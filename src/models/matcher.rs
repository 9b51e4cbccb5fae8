//! Application matchers for per-application layers.
//!
//! Window identification differs between X11 (WM_CLASS) and the various
//! Wayland compositors (app_id), so a matcher says how to compare rather than
//! assuming plain string equality.

use anyhow::Result;
use serde::{Deserialize, Serialize};
use std::fmt;

/// How a focused window's class is compared against an application name.
#[derive(Debug, Clone, PartialEq, Eq, Hash, Serialize, Deserialize)]
#[serde(rename_all = "snake_case")]
pub enum AppMatcher {
    /// Byte-for-byte equality
    Exact(String),
    /// Equality after case folding
    IgnoreCase(String),
    /// Regular expression search
    Pattern(String),
}

impl AppMatcher {
    /// The string or pattern being matched.
    #[must_use]
    pub fn value(&self) -> &str {
        match self {
            Self::Exact(v) | Self::IgnoreCase(v) | Self::Pattern(v) => v,
        }
    }

    /// Validates the matcher: non-empty, and a compilable regex for patterns.
    pub fn validate(&self) -> Result<()> {
        if self.value().is_empty() {
            anyhow::bail!("Application matcher cannot be empty");
        }
        if let Self::Pattern(pattern) = self {
            if let Err(e) = regex::Regex::new(pattern) {
                anyhow::bail!("Invalid application pattern '{}': {}", pattern, e);
            }
        }
        Ok(())
    }
}

impl fmt::Display for AppMatcher {
    fn fmt(&self, f: &mut fmt::Formatter<'_>) -> fmt::Result {
        match self {
            Self::Exact(v) => write!(f, "{v}"),
            Self::IgnoreCase(v) => write!(f, "{v} (any case)"),
            Self::Pattern(v) => write!(f, "/{v}/"),
        }
    }
}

◇ ◇ ◇

Copy out only the lines running from the beginning of the data to the line with "Hash, Serialize, Deserialize)]", both ends included.

▶ ANSWER TO THIS EXERCISE
filename src/models/matcher.rs
repository 9b51e4cbccb5fae8
//! Application matchers for per-application layers.
//!
//! Window identification differs between X11 (WM_CLASS) and the various
//! Wayland compositors (app_id), so a matcher says how to compare rather than
//! assuming plain string equality.

use anyhow::Result;
use serde::{Deserialize, Serialize};
use std::fmt;

/// How a focused window's class is compared against an application name.
#[derive(Debug, Clone, PartialEq, Eq, Hash, Serialize, Deserialize)]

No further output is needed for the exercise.